On y lit que l'utilisation des brouilleurs d'ondes est autorisée deux fois par année en moyenne depuis 1996, en vertu d'exemptions à la Loi sur la radiocommunication permises par le gouverneur en conseil.

Les bénéficiaires de ces exemptions sont «la GRC et la Défense nationale afin d'assurer la sécurité lors d'événements majeurs ou la visite de chefs d'État», lit-on dans le document.

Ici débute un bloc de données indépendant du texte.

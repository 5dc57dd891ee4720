//! Command line and environment configuration.
//!
//! Every setting has a default matching the reference figure, so running
//! with no arguments draws the 13 × 7 lattice into `grid_3.svg`.

use std::path::PathBuf;

use clap::Parser;
use lattice_common::{LatticeDims, LatticeResult};
use lattice_render::{DrawOptions, RenderResult, StrokeStyle};
use tracing::Level;

#[derive(Parser, Debug, Clone)]
#[command(name = "draw-grid")]
#[command(about = "Draw a triangular (m, n) lattice as an SVG figure")]
pub struct Args {
    /// Lattice extent along the column axis
    #[arg(short = 'm', long = "lattice-m", env = "LATTICE_M", default_value_t = 13)]
    pub m: u32,

    /// Lattice extent along the row axis
    #[arg(short = 'n', long = "lattice-n", env = "LATTICE_N", default_value_t = 7)]
    pub n: u32,

    /// Lattice units to canvas pixels
    #[arg(short = 'k', long = "scale", env = "LATTICE_SCALE", default_value_t = 35.0)]
    pub scale: f64,

    /// SVG output path
    #[arg(short, long, env = "LATTICE_OUTPUT", default_value = "grid_3.svg")]
    pub output: PathBuf,

    /// Canvas width in pixels
    #[arg(long, default_value_t = 512)]
    pub width: u32,

    /// Canvas height in pixels
    #[arg(long, default_value_t = 512)]
    pub height: u32,

    /// Canvas x coordinate of the top-left corner
    #[arg(long, default_value_t = -40.0, allow_hyphen_values = true)]
    pub origin_x: f64,

    /// Canvas y coordinate of the top-left corner
    #[arg(long, default_value_t = -250.0, allow_hyphen_values = true)]
    pub origin_y: f64,

    /// Stroke color (any SVG paint value)
    #[arg(long, default_value = "black")]
    pub stroke: String,

    /// Stroke width in canvas units
    #[arg(long, default_value_t = 1.0)]
    pub stroke_width: f32,

    /// Stroke as JSON, e.g. '{"color": "#336699", "width": 2}'.
    /// Overrides --stroke and --stroke-width.
    #[arg(long, env = "LATTICE_STROKE_STYLE")]
    pub stroke_style: Option<String>,

    /// Also write a PNG preview to this path
    #[arg(long)]
    pub png: Option<PathBuf>,

    /// Log level
    #[arg(long, default_value = "info")]
    pub log_level: String,

    /// Emit logs as JSON
    #[arg(long)]
    pub log_json: bool,
}

impl Args {
    pub fn dims(&self) -> LatticeResult<LatticeDims> {
        LatticeDims::new(self.m, self.n)
    }

    pub fn stroke(&self) -> RenderResult<StrokeStyle> {
        match &self.stroke_style {
            Some(json) => StrokeStyle::from_json(json),
            None => Ok(StrokeStyle::new(self.stroke.clone(), self.stroke_width)),
        }
    }

    pub fn draw_options(&self) -> RenderResult<DrawOptions> {
        Ok(DrawOptions {
            width: self.width,
            height: self.height,
            origin: (self.origin_x, self.origin_y),
            scale: self.scale,
            stroke: self.stroke()?,
        })
    }

    pub fn level(&self) -> Level {
        match self.log_level.to_lowercase().as_str() {
            "trace" => Level::TRACE,
            "debug" => Level::DEBUG,
            "warn" => Level::WARN,
            "error" => Level::ERROR,
            _ => Level::INFO,
        }
    }
}

#[cfg(test)]
mod tests {
    use super::*;
    use lattice_render::RenderError;

    #[test]
    fn test_defaults_match_reference_figure() {
        let args = Args::try_parse_from(["draw-grid"]).unwrap();
        assert_eq!((args.m, args.n), (13, 7));
        assert_eq!(args.output, PathBuf::from("grid_3.svg"));
        assert!(args.png.is_none());
        assert_eq!(args.draw_options().unwrap(), DrawOptions::default());
    }

    #[test]
    fn test_overrides() {
        let args = Args::try_parse_from([
            "draw-grid",
            "-m",
            "8",
            "-n",
            "4",
            "-k",
            "20",
            "--origin-x",
            "-10",
            "--stroke",
            "#ff0000",
            "-o",
            "out.svg",
        ])
        .unwrap();

        assert_eq!(args.dims().unwrap(), LatticeDims::new(8, 4).unwrap());
        let options = args.draw_options().unwrap();
        assert_eq!(options.scale, 20.0);
        assert_eq!(options.origin, (-10.0, -250.0));
        assert_eq!(options.stroke.color, "#ff0000");
        assert_eq!(args.output, PathBuf::from("out.svg"));
    }

    #[test]
    fn test_stroke_style_json() {
        let args = Args::try_parse_from([
            "draw-grid",
            "--stroke",
            "red",
            "--stroke-style",
            r##"{"color": "#336699", "width": 2.5}"##,
        ])
        .unwrap();
        assert_eq!(args.stroke().unwrap(), StrokeStyle::new("#336699", 2.5));

        let args =
            Args::try_parse_from(["draw-grid", "--stroke-style", r#"{"color": "blue"}"#]).unwrap();
        assert_eq!(args.draw_options().unwrap().stroke, StrokeStyle::new("blue", 1.0));
    }

    #[test]
    fn test_stroke_style_rejects_bad_json() {
        let args = Args::try_parse_from(["draw-grid", "--stroke-style", "{\"width\": 2}"]).unwrap();
        assert!(matches!(args.stroke(), Err(RenderError::Style(_))));
    }

    #[test]
    fn test_zero_dimension_rejected() {
        let args = Args::try_parse_from(["draw-grid", "-m", "0"]).unwrap();
        assert!(args.dims().is_err());
    }

    #[test]
    fn test_log_level() {
        let args = Args::try_parse_from(["draw-grid", "--log-level", "DEBUG"]).unwrap();
        assert_eq!(args.level(), Level::DEBUG);

        let args = Args::try_parse_from(["draw-grid", "--log-level", "verbose"]).unwrap();
        assert_eq!(args.level(), Level::INFO);
    }
}
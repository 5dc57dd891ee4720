//! Shared test utilities for the trilattice workspace.
//!
//! - Floating point comparison macros for angles and plane coordinates
//! - Reference lattice dimensions
//! - Scratch directories for render output
//!
//! # Usage
//!
//! ```toml
//! [dev-dependencies]
//! test-utils = { path = "../test-utils" }
//! ```
//!
//! ```ignore
//! use test_utils::{assert_approx_eq, fixtures};
//! ```

pub mod fixtures;
pub mod output;

pub use fixtures::*;
pub use output::*;

/// Default tolerance for comparing mapped coordinates.
pub const COORD_EPSILON: f64 = 1e-9;

/// Assert two scalars are equal within `epsilon`.
///
/// ```ignore
/// use test_utils::assert_approx_eq;
///
/// assert_approx_eq!(std::f64::consts::FRAC_PI_3.tan(), 3f64.sqrt(), 1e-12);
/// ```
#[macro_export]
macro_rules! assert_approx_eq {
    ($left:expr, $right:expr, $epsilon:expr) => {{
        let left: f64 = $left as f64;
        let right: f64 = $right as f64;
        let epsilon: f64 = $epsilon as f64;
        let diff = (left - right).abs();
        if !(diff <= epsilon) {
            panic!(
                "assertion failed: `(left ≈ right)`\n  left: `{:?}`,\n right: `{:?}`,\n  diff: `{:?}` > epsilon `{:?}`",
                left, right, diff, epsilon
            );
        }
    }};
    ($left:expr, $right:expr) => {
        $crate::assert_approx_eq!($left, $right, $crate::COORD_EPSILON)
    };
}

/// Assert two `(x, y)` pairs are equal component-wise within `epsilon`.
///
/// ```ignore
/// use test_utils::assert_coords_approx_eq;
///
/// let p = mapper.map(7, 0);
/// assert_coords_approx_eq!((p.x, p.y), (0.0, 0.0), 1e-12);
/// ```
#[macro_export]
macro_rules! assert_coords_approx_eq {
    (($x1:expr, $y1:expr), ($x2:expr, $y2:expr), $epsilon:expr) => {{
        $crate::assert_approx_eq!($x1, $x2, $epsilon);
        $crate::assert_approx_eq!($y1, $y2, $epsilon);
    }};
    (($x1:expr, $y1:expr), ($x2:expr, $y2:expr)) => {
        $crate::assert_coords_approx_eq!(($x1, $y1), ($x2, $y2), $crate::COORD_EPSILON)
    };
}
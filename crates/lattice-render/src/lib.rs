//! SVG output for triangular lattice grids.
//!
//! - `svg`: canvas that collects line primitives and serializes them
//! - `draw`: scales lattice segments onto a canvas
//! - `raster`: PNG previews of the emitted SVG

pub mod draw;
pub mod error;
pub mod raster;
pub mod style;
pub mod svg;

pub use draw::{draw_lattice, DrawOptions};
pub use error::{RenderError, RenderResult};
pub use raster::{rasterize, rasterize_png};
pub use style::StrokeStyle;
pub use svg::{Line, SvgCanvas};
//! Lattice index to plane coordinate mapping.
//!
//! ```text
//! x = −(i − n)·cos(A) + j·cos(B)
//! y =  (i − n)·sin(A) + j·sin(B)
//! ```
//!
//! The `n` offset puts the origin at row `n`, so row, column and diagonal
//! lines all share one mapping without per-family corrections.

use lattice_common::LatticeDims;
use num_traits::AsPrimitive;
use tracing::debug;

use crate::basis::BasisAngles;

/// A point on the plotting plane. `y` grows upward.
#[derive(Debug, Clone, Copy, PartialEq)]
pub struct Point {
    pub x: f64,
    pub y: f64,
}

impl Point {
    pub fn new(x: f64, y: f64) -> Self {
        Self { x, y }
    }

    pub fn distance(&self, other: &Point) -> f64 {
        (self.x - other.x).hypot(self.y - other.y)
    }

    /// Scale by `k` and flip the y axis, giving screen coordinates where
    /// y grows downward.
    pub fn to_screen(&self, k: f64) -> (f64, f64) {
        (k * self.x, -k * self.y)
    }
}

/// Map `(i, j)` under explicit basis angles and row offset `n`.
///
/// Pure function; indices are not range-checked.
pub fn map_with(i: f64, j: f64, n: f64, basis: BasisAngles) -> Point {
    let di = i - n;
    Point {
        x: -di * basis.a.cos() + j * basis.b.cos(),
        y: di * basis.a.sin() + j * basis.b.sin(),
    }
}

/// Coordinate mapper for one lattice.
///
/// Basis angles are computed once on construction and never change.
#[derive(Debug, Clone, Copy)]
pub struct LatticeMapper {
    dims: LatticeDims,
    basis: BasisAngles,
}

impl LatticeMapper {
    pub fn new(dims: LatticeDims) -> Self {
        let basis = BasisAngles::compute(dims);
        let (a_deg, b_deg) = basis.to_degrees();
        debug!(
            m = dims.m(),
            n = dims.n(),
            a = basis.a,
            b = basis.b,
            a_deg,
            b_deg,
            "Computed lattice basis angles"
        );
        Self { dims, basis }
    }

    pub fn dims(&self) -> LatticeDims {
        self.dims
    }

    pub fn basis(&self) -> BasisAngles {
        self.basis
    }

    /// Map a lattice index pair to the plane.
    ///
    /// Accepts integer or real indices.
    pub fn map<I, J>(&self, i: I, j: J) -> Point
    where
        I: AsPrimitive<f64>,
        J: AsPrimitive<f64>,
    {
        map_with(i.as_(), j.as_(), f64::from(self.dims.n()), self.basis)
    }
}
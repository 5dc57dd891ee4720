//! Reference lattice dimensions used across the test suite.
//!
//! Plain `(m, n)` pairs so this crate stays free of workspace dependencies.

/// The lattice drawn by default: m = 13, n = 7.
pub const DEFAULT_LATTICE: (u32, u32) = (13, 7);

/// Default scale factor from lattice units to canvas pixels.
pub const DEFAULT_SCALE: f64 = 35.0;

/// `2n == m`: the A axis is vertical.
pub const A_VERTICAL: (u32, u32) = (8, 4);

/// `2m == n`: the B axis is vertical.
pub const B_VERTICAL: (u32, u32) = (4, 8);

/// `m == n`: both axes at 60°.
pub const EQUAL: (u32, u32) = (5, 5);

/// Smallest lattice.
pub const UNIT: (u32, u32) = (1, 1);

/// Lattices where neither special case applies.
pub const GENERAL_LATTICES: &[(u32, u32)] = &[
    (1, 1),
    (1, 3),
    (3, 1),
    (2, 3),
    (5, 5),
    (6, 4),
    (10, 3),
    (13, 7),
    (7, 13),
    (20, 9),
    (100, 51),
];

/// Row, column and diagonal line counts for `(m, n)`.
pub fn expected_line_counts((m, n): (u32, u32)) -> (usize, usize, usize) {
    ((n + 1) as usize, (m + 1) as usize, (m + n + 1) as usize)
}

Plus loin, on indique que «les exemptions sont disponibles seulement pour des activités menées par des agents de la Couronne, ce qui exclut, par exemple, les autorités provinciales et les agents de la GRC dans la conduite de leurs enquêtes criminelles. L'esprit de la loi est de permettre des exemptions pour des périodes spécifiques et non récurrentes, ainsi que pour prévenir l'utilisation courante dans les pénitenciers fédéraux».

Des doutes à Québec

À Québec, la nouvelle ministre de la Sécurité publique n'est pas convaincue que les brouilleurs d'ondes sont une bonne solution.

«Les brouilleurs d'ondes, il y a beaucoup d'avis qui sont très partagés là-dessus. À partir du moment où on brouille les ondes, on brouille également les communications entre les différents agents des services correctionnels, les policiers qui viennent porter les prévenus et les détenus, la population qui vit dans l'entourage de la prison, alors que vous comprendrez que le vrai problème, ce sont les cellulaires qui rentrent à l'intérieur», a déclaré la ministre Lise Thériault, hier.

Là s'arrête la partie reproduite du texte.